**Aim of the task:**
The answer must be every line from the listing that holds the string "everyone".

**Information given:**
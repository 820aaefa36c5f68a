use crate::model::card::Card;
use crate::model::rank::Rank;
use crate::model::suit::Suit;
use crate::model::table::TableError;
use rand::Rng;
use rand::seq::index;

/// Undealt cards. Starts full and only ever shrinks.
#[derive(Debug, Clone)]
pub struct Deck {
    cards: Vec<Card>,
}

impl Deck {
    pub fn standard() -> Self {
        let mut cards = Vec::with_capacity(52);
        for suit in Suit::ALL.iter().copied() {
            for rank in Rank::ORDERED.iter().copied() {
                cards.push(Card::new(rank, suit));
            }
        }
        Self { cards }
    }

    /// Removes `n` cards chosen uniformly at random, without replacement.
    pub fn draw_random<R: Rng + ?Sized>(
        &mut self,
        n: usize,
        rng: &mut R,
    ) -> Result<Vec<Card>, TableError> {
        if n > self.cards.len() {
            return Err(TableError::InsufficientCards {
                requested: n,
                remaining: self.cards.len(),
            });
        }

        let mut picked = index::sample(rng, self.cards.len(), n).into_vec();
        let drawn: Vec<Card> = picked.iter().map(|&idx| self.cards[idx]).collect();

        picked.sort_unstable_by(|a, b| b.cmp(a));
        for idx in picked {
            self.cards.remove(idx);
        }
        Ok(drawn)
    }

    /// Removes one specific card. False when it was already dealt.
    pub fn take(&mut self, card: Card) -> bool {
        match self.cards.iter().position(|&c| c == card) {
            Some(idx) => {
                self.cards.remove(idx);
                true
            }
            None => false,
        }
    }

    pub fn cards(&self) -> &[Card] {
        &self.cards
    }

    pub fn len(&self) -> usize {
        self.cards.len()
    }

    pub fn is_empty(&self) -> bool {
        self.cards.is_empty()
    }
}

impl Default for Deck {
    fn default() -> Self {
        Self::standard()
    }
}
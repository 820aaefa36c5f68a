use std::io::{self, Write};

use hearts_engine::game::{Presenter, RoundRecord};
use hearts_engine::model::card::Card;
use hearts_engine::model::player::PlayerPosition;
use hearts_engine::model::score::ScoreBoard;
use hearts_engine::model::table::Table;
use hearts_engine::rules::TrickOutcome;
use hearts_players::render;
use tracing::{Level, event};

/// Text rendition of the table. One seat sits at the bottom with its hand
/// face up; everyone else shows a card count.
pub struct ConsolePresenter<W> {
    out: W,
    names: [String; 4],
    face_up: PlayerPosition,
    shown: Option<Vec<Card>>,
}

impl ConsolePresenter<io::Stdout> {
    pub fn stdout(names: [String; 4], face_up: PlayerPosition) -> Self {
        Self::new(io::stdout(), names, face_up)
    }
}

impl<W: Write + Send> ConsolePresenter<W> {
    pub fn new(out: W, names: [String; 4], face_up: PlayerPosition) -> Self {
        Self {
            out,
            names,
            face_up,
            shown: None,
        }
    }

    pub fn into_inner(self) -> W {
        self.out
    }

    fn name(&self, seat: PlayerPosition) -> &str {
        &self.names[seat.index()]
    }

    fn emit(&mut self, line: &str) {
        if let Err(err) = writeln!(self.out, "{line}").and_then(|_| self.out.flush()) {
            event!(target: "hearts_table::presenter", Level::WARN, error = %err, "console write failed");
        }
    }
}

impl<W: Write + Send> Presenter for ConsolePresenter<W> {
    /// Redraws only when the face-up hand changed since the last drawing.
    fn hands(&mut self, table: &Table) {
        let face_up = table.hand(self.face_up).sorted();
        if self.shown.as_ref() == Some(&face_up) {
            return;
        }
        let lines: Vec<String> = PlayerPosition::LOOP
            .iter()
            .map(|&seat| {
                let hand = table.hand(seat);
                if seat == self.face_up {
                    format!("{}: {}", self.name(seat), render::cards(&face_up))
                } else {
                    format!("{}: {} cards", self.name(seat), hand.len())
                }
            })
            .collect();
        for line in lines {
            self.emit(&line);
        }
        self.shown = Some(face_up);
    }

    fn card_played(&mut self, seat: PlayerPosition, card: Card) {
        let line = format!("{} plays {}", self.name(seat), card.symbolic());
        self.emit(&line);
    }

    fn nametags(&mut self, names: &[String; 4], scores: &ScoreBoard, round_points: [u8; 4]) {
        let tags: Vec<String> = PlayerPosition::LOOP
            .iter()
            .map(|&seat| {
                format!(
                    "{} {} (+{})",
                    names[seat.index()],
                    scores.score(seat),
                    round_points[seat.index()]
                )
            })
            .collect();
        self.emit(&format!("Scores: {}", tags.join(" | ")));
    }

    fn trick_cleared(&mut self, outcome: &TrickOutcome) {
        let line = format!(
            "--- {} takes the trick ({} point{}) ---",
            self.name(outcome.winner),
            outcome.points,
            if outcome.points == 1 { "" } else { "s" }
        );
        self.emit(&line);
    }

    fn round_finished(&mut self, record: &RoundRecord) {
        if let Some(shooter) = record.moonshot {
            let line = format!(
                "{} shot the moon! Adding 26 to everyone else's score.",
                self.name(shooter)
            );
            self.emit(&line);
        }
        let totals: Vec<String> = PlayerPosition::LOOP
            .iter()
            .map(|&seat| format!("{} {}", self.name(seat), record.scores[seat.index()]))
            .collect();
        let line = format!("Round {} over, scores: {}", record.round, totals.join(", "));
        self.emit(&line);
    }

    fn status(&mut self, text: &str) {
        self.emit(text);
    }
}

#[cfg(test)]
mod tests {
    use super::ConsolePresenter;
    use hearts_engine::game::{Presenter, RoundRecord};
    use hearts_engine::model::card::Card;
    use hearts_engine::model::passing::PassingDirection;
    use hearts_engine::model::player::PlayerPosition;
    use hearts_engine::model::score::ScoreBoard;
    use hearts_engine::model::table::Table;
    use rand::SeedableRng;
    use rand::rngs::StdRng;

    fn presenter() -> ConsolePresenter<Vec<u8>> {
        let names = ["Rose", "Blanche", "Dorothy", "Sophia"].map(String::from);
        ConsolePresenter::new(Vec::new(), names, PlayerPosition::North)
    }

    fn output(presenter: ConsolePresenter<Vec<u8>>) -> String {
        String::from_utf8(presenter.into_inner()).unwrap()
    }

    #[test]
    fn prints_plays_and_nametags() {
        let mut p = presenter();
        let names = ["Rose", "Blanche", "Dorothy", "Sophia"].map(String::from);
        let scores = ScoreBoard::from_totals([10, 0, 26, 3]);
        p.nametags(&names, &scores, [0, 1, 0, 13]);
        p.card_played(PlayerPosition::East, Card::TWO_OF_CLUBS);
        p.status("Game over!");

        assert_eq!(
            output(p),
            "Scores: Rose 10 (+0) | Blanche 0 (+1) | Dorothy 26 (+0) | Sophia 3 (+13)\n\
             Blanche plays ♣2\n\
             Game over!\n"
        );
    }

    #[test]
    fn hands_redraw_only_on_change() {
        let mut table = Table::new();
        let mut rng = StdRng::seed_from_u64(3);
        for seat in PlayerPosition::LOOP {
            table.deal(13, seat, &mut rng).unwrap();
        }
        let mut p = presenter();
        p.hands(&table);
        p.hands(&table);
        let text = output(p);
        assert_eq!(text.lines().count(), 4);
        assert!(text.contains("Blanche: 13 cards"));
        assert!(text.starts_with("Rose: "));
    }

    #[test]
    fn announces_moonshots() {
        let mut p = presenter();
        p.round_finished(&RoundRecord {
            round: 4,
            passing_direction: PassingDirection::Across,
            tricks: Vec::new(),
            captured_points: [0, 0, 26, 0],
            moonshot: Some(PlayerPosition::South),
            deltas: [26, 26, 0, 26],
            scores: [40, 30, 12, 50],
        });
        let text = output(p);
        assert!(text.starts_with("Dorothy shot the moon!"));
        assert!(text.ends_with("Round 4 over, scores: Rose 40, Blanche 30, Dorothy 12, Sophia 50\n"));
    }
}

**The answer:**
/// face up; everyone else shows a card count.
                "{} shot the moon! Adding 26 to everyone else's score.",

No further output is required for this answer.